→ HOW TO COMPLETE THIS TASK
Starting with the first line and ending with the last, copy the entries word for word.

----- MATERIAL TO PROCESS -----

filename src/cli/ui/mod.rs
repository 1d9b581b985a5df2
pub mod output;

pub use output::Output;
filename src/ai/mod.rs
//! AI Integration Layer
//!
//! Everything between an agent prompt and the remote completion API: the
//! pre-flight gate, the single-turn execution pipeline, and the audit and
//! error-log side channels around them.

pub mod audit;
pub mod context;
pub mod credential;
pub mod error_log;
pub mod execution;
pub mod preflight;
pub mod provider;
pub mod timeout;
pub mod timing;

pub use audit::{
    AuditEvent, AuditLogger, AuditRecord, AuditSession, JsonlAuditSession, MemoryAuditSession,
    SharedAuditSession,
};
pub use context::{ExecutionContext, OutputMode};
pub use credential::{Credential, EnvSource, ProcessEnv};
pub use error_log::{ErrorLogEntry, append_error_log};
pub use execution::{
    ExecutionFailure, ExecutionOptions, ExecutionPipeline, ExecutionResult, ExecutionSuccess,
};
pub use preflight::{PreflightGate, PreflightOutcome};
pub use provider::{
    Completion, CompletionProvider, CompletionRequest, OpenAiProvider, SharedProvider,
    create_provider,
};
pub use timeout::with_timeout;
pub use timing::Timer;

-----

→ ANSWER SECTION
filename src/cli/ui/mod.rs
repository 1d9b581b985a5df2
pub mod output;

pub use output::Output;
filename src/ai/mod.rs
//! AI Integration Layer
//!
//! Everything between an agent prompt and the remote completion API: the
//! pre-flight gate, the single-turn execution pipeline, and the audit and
//! error-log side channels around them.

pub mod audit;
pub mod context;
pub mod credential;
pub mod error_log;
pub mod execution;
pub mod preflight;
pub mod provider;
pub mod timeout;
pub mod timing;

pub use audit::{
    AuditEvent, AuditLogger, AuditRecord, AuditSession, JsonlAuditSession, MemoryAuditSession,
    SharedAuditSession,
};
pub use context::{ExecutionContext, OutputMode};
pub use credential::{Credential, EnvSource, ProcessEnv};
pub use error_log::{ErrorLogEntry, append_error_log};
pub use execution::{
    ExecutionFailure, ExecutionOptions, ExecutionPipeline, ExecutionResult, ExecutionSuccess,
};
pub use preflight::{PreflightGate, PreflightOutcome};
pub use provider::{
    Completion, CompletionProvider, CompletionRequest, OpenAiProvider, SharedProvider,
    create_provider,
};
pub use timeout::with_timeout;
pub use timing::Timer;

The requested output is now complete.